Source data
● ● ● ● ●

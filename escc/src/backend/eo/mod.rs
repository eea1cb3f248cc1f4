//! `EO_OBJ` backend (`spec.md §4.8`): lowers a [`crate::ir::Module`] straight
//! to a relocatable x86-64 object (`EOWriter`'s text/rodata/symtab/reltab
//! sections) instead of EBC bytecode.

mod emit;
mod writer;

pub use emit::{emit_module, is_runtime_helper};
pub use writer::{EOWriter, RelocKind, Section, Symbol, SymbolBind, SymbolType};
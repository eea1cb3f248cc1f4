//! Type checker: two-pass semantic analysis over [`crate::ast`] producing a
//! [`checker::CheckedProgram`] that [`crate::lower`] consumes (`spec.md §4`).

mod checker;
mod console;
mod scope;
mod types;

pub use checker::{CheckedProgram, FunctionSig, TypeChecker};
pub use console::{console_class, resolve_console_overload};
pub use scope::{Scope, TypeCheckSymbol};
pub use types::{Access, ClassInfo, IntKind, Member, MemberKind, Type};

● ● ● ● ●

What you will do
Copy the entire listing above, line for line, exactly.

Response
filename escc/src/backend/eo/mod.rs
repository eea1cb3f248cc1f4
//! `EO_OBJ` backend (`spec.md §4.8`): lowers a [`crate::ir::Module`] straight
//! to a relocatable x86-64 object (`EOWriter`'s text/rodata/symtab/reltab
//! sections) instead of EBC bytecode.

mod emit;
mod writer;

pub use emit::{emit_module, is_runtime_helper};
pub use writer::{EOWriter, RelocKind, Section, Symbol, SymbolBind, SymbolType};
repository eea1cb3f248cc1f4
//! Type checker: two-pass semantic analysis over [`crate::ast`] producing a
//! [`checker::CheckedProgram`] that [`crate::lower`] consumes (`spec.md §4`).

mod checker;
mod console;
mod scope;
mod types;

pub use checker::{CheckedProgram, FunctionSig, TypeChecker};
pub use console::{console_class, resolve_console_overload};
pub use scope::{Scope, TypeCheckSymbol};
pub use types::{Access, ClassInfo, IntKind, Member, MemberKind, Type};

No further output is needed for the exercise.